## Required action
From the first line of the entries below to the line with "pub fn from_config(config: &SchedulerConfig)", give each line again exactly.

## Given records
impl Scheduler {
    /// A scheduler backed by a [`BucketStore`], starting at the origin.
    pub fn new() -> Self {
        Self::with_store(BucketStore::new())
    }

    /// A scheduler backed by an arbitrary store.
    pub fn with_store(store: impl EventStore + 'static) -> Self {
        Self::assemble(Box::new(store), &SchedulerConfig::default())
    }

    /// A [`BucketStore`] scheduler sized and limited by `config`.
    ///
    /// If `config.stop_at` is set, a stop request is scheduled at that time.
    pub fn from_config(config: &SchedulerConfig) -> Self {
        Self::from_config_with_store(config, BucketStore::new())
    }

    pub fn from_config_with_store(
        config: &SchedulerConfig,
        store: impl EventStore + 'static,
    ) -> Self {
        let mut scheduler = Self::assemble(Box::new(store), config);
        if let Some(at) = config.stop_time() {
            // The store is empty and the cursor sits at the origin, so any
            // time is acceptable here.
            if let Err(e) = scheduler.schedule_at(
                |s| {
                    s.stop();
                    Ok(())
                },
                at,
            ) {
                tracing::warn!(error = %e, "could not schedule configured stop");
            }
        }
        scheduler
    }

    fn assemble(store: Box<dyn EventStore>, config: &SchedulerConfig) -> Self {
        tracing::debug!(
            store = store.name(),
            capacity = config.event_capacity,
            "scheduler created"
        );
        Scheduler {
            store,
            events: Arena::with_capacity(config.event_capacity),
            now: SimTime::ZERO,
            state: RunState::Idle,
            stop_requested: false,
            processing: false,
            commands: CommandQueue::with_batch_limit(config.command_batch_limit),
            observers: ObserverSet::default(),
            events_processed: 0,
        }
    }

    // ── Queries ───────────────────────────────────────────────────────

    /// Current simulated time: the due time of the last executed event.
    #[inline]
    pub fn time(&self) -> SimTime {
        self.now
    }

    /// Number of queued events.
    #[inline]
    pub fn size(&self) -> usize {
        self.store.len()
    }

    #[inline]
    pub fn is_empty(&self) -> bool {
        self.store.is_empty()
    }

    pub fn state(&self) -> RunState {
        self.state
    }

    pub fn is_stop_requested(&self) -> bool {
        self.stop_requested
    }

    /// Events executed since creation or the last [`reset`](Self::reset).
    pub fn events_processed(&self) -> u64 {
        self.events_processed
    }

    /// Name of the backing store, for diagnostics.
    pub fn store_name(&self) -> &'static str {
        self.store.name()
    }

    // ── Scheduling ────────────────────────────────────────────────────

    /// Queue `callable` at the current instant, behind everything already
    /// due now.
    pub fn schedule_now<F>(&mut self, callable: F) -> EventHandle
    where
        F: FnOnce(&mut Scheduler) -> CallableResult + 'static,
    {
        let (id, handle) = self.create(self.now, Box::new(callable));
        self.observers
            .notify("on_schedule_now", |o| o.on_schedule_now(&handle));
        self.store.insert_now(id);
        self.enqueued(&handle, "now");
        handle
    }

    /// Queue `callable` at `at`.
    ///
    /// # Errors
    /// [`SchedulerError::InvalidTime`] if `at` precedes the current time.
    pub fn schedule_at<F>(&mut self, callable: F, at: SimTime) -> SchedulerResult<EventHandle>
    where
        F: FnOnce(&mut Scheduler) -> CallableResult + 'static,
    {
        if at < self.now {
            return Err(SchedulerError::InvalidTime {
                requested: at,
                current: self.now,
            });
        }
        let (id, handle) = self.create(at, Box::new(callable));
        self.observers.notify("on_schedule", |o| o.on_schedule(&handle));
        self.insert_at(id, at)?;
        self.enqueued(&handle, "at");
        Ok(handle)
    }

    /// Queue `callable` at `time() + delay`.
    ///
    /// # Errors
    /// [`SchedulerError::TimeOverflow`] if the sum does not fit.
    pub fn schedule_delay<F>(
        &mut self,
        callable: F,
        delay: Duration,
    ) -> SchedulerResult<EventHandle>
    where
        F: FnOnce(&mut Scheduler) -> CallableResult + 'static,
    {
        let at = self
            .now
            .checked_add(delay)
            .ok_or(SchedulerError::TimeOverflow)?;
        let (id, handle) = self.create(at, Box::new(callable));
        self.observers
            .notify("on_schedule_delay", |o| o.on_schedule_delay(&handle, delay));
        self.insert_at(id, at)?;
        self.enqueued(&handle, "delay");
        Ok(handle)
    }

    /// Cancel a queued event.
    ///
    /// # Errors
    /// One [`CancelError`] variant per state the event may be in instead of
    /// `Queued`; `NotSubmitted` also covers handles from another scheduler.
    /// A failed attempt changes nothing.
    pub fn cancel_event(&mut self, handle: &EventHandle) -> Result<(), CancelError> {
        let record = &handle.record;
        if let Some(err) = record.state().cancel_error() {
            return Err(err);
        }
        match self.events.get(record.id) {
            Some(queued) if Rc::ptr_eq(&queued.record, record) => {}
            _ => return Err(CancelError::NotSubmitted),
        }
        let removed = self.store.remove(record.id, record.scheduled);
        debug_assert!(removed, "queued event {} missing from store", record.id);
        // Dropping the entry drops the callable.
        self.events.remove(record.id);
        record.transition(EventState::Canceled);
        tracing::trace!(event = %record.id, at = %record.scheduled, "event canceled");
        self.observers
            .notify("on_cancel_event", |o| o.on_cancel_event(handle));
        Ok(())
    }

    fn create(&mut self, at: SimTime, callable: Callable) -> (EventId, EventHandle) {
        let id = self.events.next_id();
        let record = Rc::new(EventRecord::new(id, at, self.now));
        let inserted = self.events.insert_with(|_| QueuedEvent {
            record: Rc::clone(&record),
            callable,
        });
        debug_assert_eq!(id, inserted);
        (id, EventHandle::new(record))
    }

    fn insert_at(&mut self, id: EventId, at: SimTime) -> SchedulerResult<()> {
        if let Err(e) = self.store.insert_at(id, at) {
            self.events.remove(id);
            return Err(e.into());
        }
        Ok(())
    }

    fn enqueued(&mut self, handle: &EventHandle, via: &'static str) {
        handle.record.transition(EventState::Queued);
        tracing::trace!(event = %handle.id(), at = %handle.scheduled(), via, "event queued");
        self.observers.notify("on_add_event", |o| o.on_add_event(handle));
    }

    // ── Execution ─────────────────────────────────────────────────────

    /// Drain pending commands, then run the next due event, if any.
    ///
    /// Returns `Ok(false)` when the store is exhausted, or when the next
    /// event lies in a later instant and a stop was requested. Commands are
    /// drained in both cases.
    ///
    /// # Errors
    /// - [`SchedulerError::Reentrant`] if called from inside an event.
    /// - [`SchedulerError::Command`] if a drained command failed.
    /// - [`SchedulerError::Callable`] if the event failed. The event is
    ///   still `Finished` and gone from the store.
    pub fn process_one_event(&mut self) -> SchedulerResult<bool> {
        if self.processing {
            return Err(SchedulerError::Reentrant {
                operation: "process_one_event",
            });
        }
        Processing::enter(self).step()
    }

    fn step(&mut self) -> SchedulerResult<bool> {
        self.drain_commands()?;

        let Some((at, _)) = self.store.peek_next() else {
            return Ok(false);
        };
        if at > self.now {
            if self.stop_requested {
                if self.state != RunState::Stopped {
                    tracing::debug!(now = %self.now, next = %at, "stop took effect");
                }
                self.state = RunState::Stopped;
                return Ok(false);
            }
            tracing::trace!(from = %self.now, to = %at, "advancing simulated time");
            self.now = at;
            self.observers
                .notify("on_new_sim_time", |o| o.on_new_sim_time(at));
        }

        let Some((at, id)) = self.store.pop_next() else {
            return Ok(false);
        };
        debug_assert_eq!(at, self.now);
        let Some(QueuedEvent { record, callable }) = self.events.remove(id) else {
            tracing::error!(event = %id, "store yielded an event the arena does not hold");
            return Ok(true);
        };

        record.transition(EventState::Running);
        tracing::trace!(event = %id, at = %at, "dispatching event");
        let outcome = callable(self);
        record.transition(EventState::Finished);
        self.events_processed += 1;

        match outcome {
            Ok(()) => {
                let handle = EventHandle::new(record);
                self.observers
                    .notify("on_process_one_event", |o| o.on_process_one_event(&handle));
                Ok(true)
            }
            Err(source) => {
                tracing::debug!(event = %id, at = %at, error = %source, "event failed");
                Err(SchedulerError::Callable { at, source })
            }
        }
    }

    fn drain_commands(&mut self) -> SchedulerResult<()> {
        let batch = self.commands.begin_drain();
        for _ in 0..batch {
            let Some(ready) = self.commands.next_ready() else {
                break;
            };
            tracing::trace!(command = ready.id(), "running command");
            let (shared, run) = ready.start();
            let outcome = run(self);
            command::finish(&shared);
            outcome.map_err(|source| SchedulerError::Command { source })?;
        }
        Ok(())
    }

    /// Process events until the store is exhausted or a stop takes effect.
    ///
    /// Returns the number of events executed by this call.
    pub fn start(&mut self) -> SchedulerResult<u64> {
        self.run_for(u64::MAX)
    }

    /// Like [`start`](Self::start), but returns after at most `max_events`
    /// events.
    pub fn run_for(&mut self, max_events: u64) -> SchedulerResult<u64> {
        if self.processing {
            return Err(SchedulerError::Reentrant { operation: "start" });
        }
        let before = self.events_processed;
        self.state = RunState::Running;
        tracing::debug!(now = %self.now, pending = self.size(), "scheduler started");

        let mut outcome = Ok(());
        while self.events_processed - before < max_events {
            match self.process_one_event() {
                Ok(true) => {}
                Ok(false) => break,
                Err(e) => {
                    outcome = Err(e);
                    break;
                }
            }
        }

        if self.state == RunState::Running {
            self.state = RunState::Idle;
        }
        let processed = self.events_processed - before;
        tracing::debug!(now = %self.now, processed, "scheduler returned");
        outcome.map(|()| processed)
    }

    /// Request a stop at the next instant boundary.
    ///
    /// Events already due at the current instant still run. The request
    /// stays in force until [`reset`](Self::reset).
    pub fn stop(&mut self) {
        if !self.stop_requested {
            tracing::debug!(now = %self.now, "stop requested");
        }
        self.stop_requested = true;
    }

    /// Cancel everything and rewind to the origin.
    ///
    /// Queued events and commands end up `Canceled`. Observers stay attached.
    ///
    /// # Errors
    /// [`SchedulerError::Reentrant`] if called from inside an event or command.
    pub fn reset(&mut self) -> SchedulerResult<()> {
        if self.processing {
            return Err(SchedulerError::Reentrant { operation: "reset" });
        }
        let dropped = self.events.len();
        for queued in self.events.drain() {
            queued.record.transition(EventState::Canceled);
        }
        self.store.clear();
        self.commands.reset();
        self.now = SimTime::ZERO;
        self.stop_requested = false;
        self.state = RunState::Idle;
        self.events_processed = 0;
        tracing::debug!(dropped, "scheduler reset");
        Ok(())
    }

    // ── Commands ──────────────────────────────────────────────────────

    /// Queue a command to run at the start of the next step.
    pub fn queue_command<F>(&self, command: F) -> CommandHandle
    where
        F: FnOnce(&mut Scheduler) -> CallableResult + Send + 'static,
    {
        self.commands.queue_command(command)
    }

    /// Withdraw a command that has not started yet.
    ///
    /// # Errors
    /// [`SchedulerError::UnknownCommand`] if it already ran or was withdrawn.
    pub fn dequeue_command(&self, handle: &CommandHandle) -> SchedulerResult<()> {
        self.commands.dequeue_command(handle)
    }

    /// A sender other threads can use to queue commands.
    pub fn command_sender(&self) -> CommandSender {
        self.commands.sender()
    }

    /// Commands waiting to be drained.
    pub fn pending_commands(&self) -> usize {
        self.commands.len()
    }

    // ── Observers ─────────────────────────────────────────────────────

    pub fn add_observer(&mut self, observer: Box<dyn SchedulerObserver>) -> ObserverId {
        let id = self.observers.add(observer);
        tracing::debug!(observer = %id, "observer attached");
        id
    }

    pub fn remove_observer(&mut self, id: ObserverId) -> Option<Box<dyn SchedulerObserver>> {
        let removed = self.observers.remove(id);
        if removed.is_some() {
            tracing::debug!(observer = %id, "observer detached");
        }
        removed
    }

    /// Downcast an attached observer for inspection.
    ///
    /// Returns `None` if `id` is not attached or has a different type.
    pub fn observer<T: SchedulerObserver + 'static>(&self, id: ObserverId) -> Option<&T> {
        self.observers.get(id)?.as_any().downcast_ref::<T>()
    }

    pub fn observer_mut<T: SchedulerObserver + 'static>(
        &mut self,
        id: ObserverId,
    ) -> Option<&mut T> {
        self.observers.get_mut(id)?.as_any_mut().downcast_mut::<T>()
    }

    /// Failures raised by observer hooks since the last call, oldest first.
    pub fn take_observer_failures(&mut self) -> Vec<ObserverFailure> {
        self.observers.take_failures()
    }
}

## Your solution
impl Scheduler {
    /// A scheduler backed by a [`BucketStore`], starting at the origin.
    pub fn new() -> Self {
        Self::with_store(BucketStore::new())
    }

    /// A scheduler backed by an arbitrary store.
    pub fn with_store(store: impl EventStore + 'static) -> Self {
        Self::assemble(Box::new(store), &SchedulerConfig::default())
    }

    /// A [`BucketStore`] scheduler sized and limited by `config`.
    ///
    /// If `config.stop_at` is set, a stop request is scheduled at that time.
    pub fn from_config(config: &SchedulerConfig) -> Self {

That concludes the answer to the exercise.